Multiple comparison techniques are to compare more than one pair of treatment means by employing various effective methodologies. In some applications, researchers may believe that before the data are collected, the underlying parameters satisfy an order restriction. But some researchers believe otherwise for certain applications. For instance, in quality control experiments, researchers study the effect of different setting of significant factors, such as the temperature, the pressure, and the different types of machines. The researchers believe that in order to find complete significant results, all treatments should be mixed up and comparisons should be applied to each pair of them. To facilitate multiple comparisons, certain methodologies are proposed and applied. Generally, the frequentist and the Bayesian methodologies are used to conduct multiple comparisons.
In this dissertation, we are interested in the Bayesian approach. We propose a hierarchical model in developing and applying multiple comparisons without any restriction in mixed models. The model facilitates inferences in parameterizing the successive differences of the population means, and for them we choose independent prior distributions that are mixtures of a normal distribution and a discrete distribution with its entire mass at zero. For the other parameters, we choose conjugate or non-informative priors, and we derive the full conditional posterior distributions for the parameters in the mixed models. A simulation study is performed to investigate the effectiveness of the proposed hierarchical model. In the simulations, a sequence of different simulated data sets is utilized. To determine the optimal priors for the parameters or hyper-parameters, we do comparisons of the different priors for the purpose of making a decision.
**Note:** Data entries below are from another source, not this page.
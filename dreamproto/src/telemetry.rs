//! Telemetry definitions for DREAM
//!
//! Telemetry is sent from a DREAM server to the CSC without being requested.
//! It shares the connection with acknowledgements, so incoming messages are
//! told apart by their shape.

use serde::{Deserialize, Serialize};
use serde_json::{Map, Value};

use crate::ack::Acknowledgement;
use crate::error::{DreamError, DreamResult};

/// Location prefix of products that are still being written on the server
pub const TMPDATA_PREFIX: &str = "/tmpdata/";

/// Description of one data product ready for archiving
#[derive(Debug, Clone, Serialize, Deserialize, PartialEq)]
pub struct DataProductMetadata {
    pub name: String,
    /// Path or URL the product can be fetched from
    pub location: String,
    /// Float seconds since the UNIX epoch
    pub timestamp: f64,
}

impl DataProductMetadata {
    pub fn is_tmpdata(&self) -> bool {
        self.location.starts_with(TMPDATA_PREFIX)
    }
}

/// Announcement of new data products
#[derive(Debug, Clone, Serialize, Deserialize, PartialEq)]
pub struct DataProductAnnouncement {
    pub amount: u32,
    pub metadata: Vec<DataProductMetadata>,
}

impl DataProductAnnouncement {
    pub fn new(metadata: Vec<DataProductMetadata>) -> Self {
        Self {
            amount: metadata.len() as u32,
            metadata,
        }
    }

    pub fn validate(&self) -> DreamResult<()> {
        if self.amount == 0 {
            return Err(DreamError::validation("data product amount must be at least 1"));
        }
        if self.amount as usize != self.metadata.len() {
            return Err(DreamError::validation(format!(
                "data product amount {} does not match {} metadata entries",
                self.amount,
                self.metadata.len()
            )));
        }
        for entry in &self.metadata {
            if entry.name.is_empty() || entry.location.is_empty() {
                return Err(DreamError::validation(
                    "data product name and location must not be empty",
                ));
            }
        }
        Ok(())
    }
}

/// Telemetry messages, `{"telemetry": <name>, "parameters": {...}}` on the wire
#[derive(Debug, Clone, Serialize, Deserialize, PartialEq)]
#[serde(tag = "telemetry", content = "parameters")]
pub enum TelemetryMessage {
    #[serde(rename = "setNewDataProducts")]
    SetNewDataProducts(DataProductAnnouncement),
    /// Periodic status; the contents are defined by the server
    #[serde(rename = "status")]
    Status(Map<String, Value>),
}

impl TelemetryMessage {
    pub fn name(&self) -> &'static str {
        match self {
            TelemetryMessage::SetNewDataProducts(_) => "setNewDataProducts",
            TelemetryMessage::Status(_) => "status",
        }
    }
}

/// Any message a DREAM server sends to the CSC
#[derive(Debug, Clone, Serialize, Deserialize, PartialEq)]
#[serde(untagged)]
pub enum Incoming {
    Ack(Acknowledgement),
    Telemetry(TelemetryMessage),
}

#[cfg(test)]
mod tests {
    use super::*;
    use crate::ack::ResponseCode;
    use serde_json::json;

    fn metadata() -> DataProductMetadata {
        DataProductMetadata {
            name: "dream_n_20210629_201836.fits".to_string(),
            location: "/data/n/dream_n_20210629_201836.fits".to_string(),
            timestamp: 1624997916.102829,
        }
    }

    #[test]
    fn test_announcement_one_product() {
        let value = json!({
            "telemetry": "setNewDataProducts",
            "parameters": {"amount": 1, "metadata": [
                {"name": "a.fits", "location": "/data/a.fits", "timestamp": 1624997916.0}
            ]}
        });
        let msg: TelemetryMessage = serde_json::from_value(value).unwrap();
        match msg {
            TelemetryMessage::SetNewDataProducts(announcement) => {
                announcement.validate().unwrap();
                assert_eq!(announcement.metadata.len(), 1);
                assert_eq!(announcement.metadata[0].name, "a.fits");
            }
            other => panic!("unexpected telemetry {:?}", other),
        }
    }

    #[test]
    fn test_announcement_amount_mismatch() {
        let announcement = DataProductAnnouncement {
            amount: 2,
            metadata: vec![metadata()],
        };
        assert!(announcement.validate().is_err());
        assert!(DataProductAnnouncement::new(vec![]).validate().is_err());
        assert!(DataProductAnnouncement::new(vec![metadata()]).validate().is_ok());
    }

    #[test]
    fn test_tmpdata_location() {
        let mut product = metadata();
        assert!(!product.is_tmpdata());
        product.location = "/tmpdata/n/partial.fits".to_string();
        assert!(product.is_tmpdata());
    }

    #[test]
    fn test_incoming_demultiplex() {
        let ack: Incoming = serde_json::from_value(json!({
            "cmd_id": 5, "time_command_received": 1.0, "time_ack_sent": 1.1, "response": "OK"
        }))
        .unwrap();
        assert_eq!(
            ack,
            Incoming::Ack(Acknowledgement::new(5, 1.0, 1.1, ResponseCode::Ok))
        );

        let status: Incoming = serde_json::from_value(json!({
            "telemetry": "status", "parameters": {"hatch": "open"}
        }))
        .unwrap();
        match status {
            Incoming::Telemetry(TelemetryMessage::Status(map)) => {
                assert_eq!(map.get("hatch"), Some(&json!("open")));
            }
            other => panic!("unexpected message {:?}", other),
        }

        let garbage = serde_json::from_value::<Incoming>(json!({"hello": "world"}));
        assert!(garbage.is_err());
    }
}
//! DREAM Gateway Library (dreamlib)
//!
//! This library keeps the CSC's connections to the DREAM camera-controller
//! servers. It correlates acknowledgements with the commands that caused them,
//! enforces the acknowledgement deadline, reconnects after connection loss and
//! surfaces telemetry as events.

pub mod backoff;
pub mod client;
pub mod connection;
pub mod events;
pub mod gateway;
pub mod pending;

pub use backoff::*;
pub use client::*;
pub use connection::*;
pub use events::*;
pub use gateway::*;
pub use pending::*;
pub use dreamproto::*;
In the applications, two real data sets are analyzed to compare the population means for illustrating the performance of the proposed in the hierarchical model. The Type I error, Family-wise Error rate (FWER), and the test power are also studied in the simulations. The simulation results exhibit that the proposed hierarchical model can effectively do multiple comparisons while keeping Type I error relative low and the test power reasonable large in our simulation sets.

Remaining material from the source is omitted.